▸ Input for this task:
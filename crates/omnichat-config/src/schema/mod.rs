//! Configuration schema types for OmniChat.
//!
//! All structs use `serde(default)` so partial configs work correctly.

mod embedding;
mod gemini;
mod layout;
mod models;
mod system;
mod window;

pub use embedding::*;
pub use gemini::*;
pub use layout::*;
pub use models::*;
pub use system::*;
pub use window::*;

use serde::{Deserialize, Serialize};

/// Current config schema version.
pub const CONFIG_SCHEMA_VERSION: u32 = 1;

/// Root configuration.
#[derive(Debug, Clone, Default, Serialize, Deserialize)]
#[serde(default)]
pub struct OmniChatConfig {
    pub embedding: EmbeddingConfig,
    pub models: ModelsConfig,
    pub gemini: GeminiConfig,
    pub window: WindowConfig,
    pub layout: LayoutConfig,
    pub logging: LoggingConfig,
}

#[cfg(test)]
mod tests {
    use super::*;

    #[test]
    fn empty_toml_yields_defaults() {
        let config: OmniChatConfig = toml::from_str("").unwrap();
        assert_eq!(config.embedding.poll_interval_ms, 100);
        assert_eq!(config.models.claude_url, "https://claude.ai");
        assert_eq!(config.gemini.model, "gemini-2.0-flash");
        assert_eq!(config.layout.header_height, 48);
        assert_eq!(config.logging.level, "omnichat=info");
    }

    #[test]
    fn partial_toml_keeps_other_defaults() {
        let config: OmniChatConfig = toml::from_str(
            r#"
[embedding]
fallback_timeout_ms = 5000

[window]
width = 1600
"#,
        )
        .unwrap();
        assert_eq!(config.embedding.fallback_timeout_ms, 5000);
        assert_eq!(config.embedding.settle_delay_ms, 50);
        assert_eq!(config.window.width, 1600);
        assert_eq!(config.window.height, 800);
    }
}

* * *

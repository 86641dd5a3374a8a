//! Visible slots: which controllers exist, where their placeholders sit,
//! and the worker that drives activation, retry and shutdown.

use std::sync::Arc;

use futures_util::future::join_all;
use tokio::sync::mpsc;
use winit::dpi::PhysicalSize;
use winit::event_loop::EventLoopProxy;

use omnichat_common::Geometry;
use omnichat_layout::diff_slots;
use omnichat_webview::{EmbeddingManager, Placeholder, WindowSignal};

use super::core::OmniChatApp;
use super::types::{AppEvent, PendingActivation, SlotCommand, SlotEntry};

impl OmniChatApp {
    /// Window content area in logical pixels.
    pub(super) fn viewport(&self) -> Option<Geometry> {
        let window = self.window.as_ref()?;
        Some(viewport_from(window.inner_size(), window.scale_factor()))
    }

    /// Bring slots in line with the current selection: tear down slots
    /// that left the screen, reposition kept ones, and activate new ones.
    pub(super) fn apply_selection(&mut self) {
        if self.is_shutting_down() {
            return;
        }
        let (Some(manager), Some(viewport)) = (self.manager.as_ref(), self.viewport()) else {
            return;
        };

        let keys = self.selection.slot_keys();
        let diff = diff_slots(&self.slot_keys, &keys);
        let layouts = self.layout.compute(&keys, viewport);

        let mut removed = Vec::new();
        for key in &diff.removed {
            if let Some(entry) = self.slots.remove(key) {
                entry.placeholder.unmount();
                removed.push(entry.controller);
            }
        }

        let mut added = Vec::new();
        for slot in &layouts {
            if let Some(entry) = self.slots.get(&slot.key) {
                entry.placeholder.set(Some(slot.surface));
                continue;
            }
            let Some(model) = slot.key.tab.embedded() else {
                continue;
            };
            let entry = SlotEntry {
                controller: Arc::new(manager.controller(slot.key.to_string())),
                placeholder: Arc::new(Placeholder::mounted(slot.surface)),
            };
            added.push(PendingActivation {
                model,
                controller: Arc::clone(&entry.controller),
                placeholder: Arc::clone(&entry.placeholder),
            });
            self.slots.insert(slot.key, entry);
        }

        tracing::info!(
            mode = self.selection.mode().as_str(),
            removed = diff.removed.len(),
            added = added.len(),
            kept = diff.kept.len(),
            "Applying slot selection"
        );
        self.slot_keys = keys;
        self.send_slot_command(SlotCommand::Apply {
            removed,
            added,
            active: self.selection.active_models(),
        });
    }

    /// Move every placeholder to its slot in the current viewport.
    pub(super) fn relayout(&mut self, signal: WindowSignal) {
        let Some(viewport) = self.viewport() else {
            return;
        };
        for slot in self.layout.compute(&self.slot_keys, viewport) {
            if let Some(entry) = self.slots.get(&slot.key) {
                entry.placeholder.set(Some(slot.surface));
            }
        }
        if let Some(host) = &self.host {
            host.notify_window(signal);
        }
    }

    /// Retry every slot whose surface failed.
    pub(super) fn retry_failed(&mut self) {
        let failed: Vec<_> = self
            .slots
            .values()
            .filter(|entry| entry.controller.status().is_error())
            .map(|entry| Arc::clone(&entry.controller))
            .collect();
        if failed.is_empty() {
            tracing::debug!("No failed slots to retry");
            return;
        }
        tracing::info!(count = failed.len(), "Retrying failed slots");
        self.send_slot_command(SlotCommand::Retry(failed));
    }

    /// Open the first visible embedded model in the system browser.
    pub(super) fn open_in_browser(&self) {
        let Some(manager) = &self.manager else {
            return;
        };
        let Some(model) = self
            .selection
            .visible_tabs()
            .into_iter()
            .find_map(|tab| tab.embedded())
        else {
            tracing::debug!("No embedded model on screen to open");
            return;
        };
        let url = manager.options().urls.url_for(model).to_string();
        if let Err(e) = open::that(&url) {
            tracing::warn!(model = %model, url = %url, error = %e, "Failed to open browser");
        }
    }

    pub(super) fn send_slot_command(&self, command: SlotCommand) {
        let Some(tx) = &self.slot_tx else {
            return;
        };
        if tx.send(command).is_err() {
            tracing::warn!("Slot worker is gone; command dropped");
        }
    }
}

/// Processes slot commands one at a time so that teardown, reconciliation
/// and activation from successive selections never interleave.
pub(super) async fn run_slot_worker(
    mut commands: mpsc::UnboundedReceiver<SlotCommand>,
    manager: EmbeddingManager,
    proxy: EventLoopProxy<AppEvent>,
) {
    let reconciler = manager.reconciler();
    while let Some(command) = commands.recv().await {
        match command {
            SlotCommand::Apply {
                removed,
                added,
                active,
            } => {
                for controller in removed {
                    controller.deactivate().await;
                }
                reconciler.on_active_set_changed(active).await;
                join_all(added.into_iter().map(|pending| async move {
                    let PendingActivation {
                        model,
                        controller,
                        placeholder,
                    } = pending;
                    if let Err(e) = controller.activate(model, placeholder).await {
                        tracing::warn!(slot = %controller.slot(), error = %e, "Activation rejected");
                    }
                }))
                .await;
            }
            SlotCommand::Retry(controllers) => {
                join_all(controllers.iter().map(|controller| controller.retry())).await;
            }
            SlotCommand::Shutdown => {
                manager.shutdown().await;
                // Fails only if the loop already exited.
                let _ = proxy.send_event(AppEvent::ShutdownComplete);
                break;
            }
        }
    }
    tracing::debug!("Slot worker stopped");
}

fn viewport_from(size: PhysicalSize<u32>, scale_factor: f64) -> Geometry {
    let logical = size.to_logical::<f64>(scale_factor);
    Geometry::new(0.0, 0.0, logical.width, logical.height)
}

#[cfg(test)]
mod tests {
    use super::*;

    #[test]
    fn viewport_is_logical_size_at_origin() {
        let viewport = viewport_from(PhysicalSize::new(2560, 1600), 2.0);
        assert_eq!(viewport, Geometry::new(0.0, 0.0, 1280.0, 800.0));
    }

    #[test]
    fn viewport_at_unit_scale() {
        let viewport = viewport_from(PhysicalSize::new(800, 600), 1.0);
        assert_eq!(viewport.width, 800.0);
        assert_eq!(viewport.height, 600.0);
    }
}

* * *

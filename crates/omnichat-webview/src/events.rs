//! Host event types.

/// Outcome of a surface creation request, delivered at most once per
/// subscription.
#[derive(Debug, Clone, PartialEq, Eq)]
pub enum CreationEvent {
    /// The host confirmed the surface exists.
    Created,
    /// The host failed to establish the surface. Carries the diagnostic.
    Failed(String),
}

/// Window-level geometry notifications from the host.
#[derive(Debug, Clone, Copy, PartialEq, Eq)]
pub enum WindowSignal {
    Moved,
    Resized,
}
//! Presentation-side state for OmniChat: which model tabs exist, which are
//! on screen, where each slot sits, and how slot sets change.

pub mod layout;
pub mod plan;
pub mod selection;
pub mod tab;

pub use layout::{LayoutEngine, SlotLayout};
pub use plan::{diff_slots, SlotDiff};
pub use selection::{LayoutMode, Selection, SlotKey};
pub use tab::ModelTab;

▸ Aim of the exercise: Will you return exactly the lines above from the one with "filename crates/omnichat-config/src/schema/mod.rs" down to the one with "pub use gemini::*;", counting both as part of the range?

▸ Result of this task:
filename crates/omnichat-config/src/schema/mod.rs
//! Configuration schema types for OmniChat.
//!
//! All structs use `serde(default)` so partial configs work correctly.

mod embedding;
mod gemini;
mod layout;
mod models;
mod system;
mod window;

pub use embedding::*;
pub use gemini::*;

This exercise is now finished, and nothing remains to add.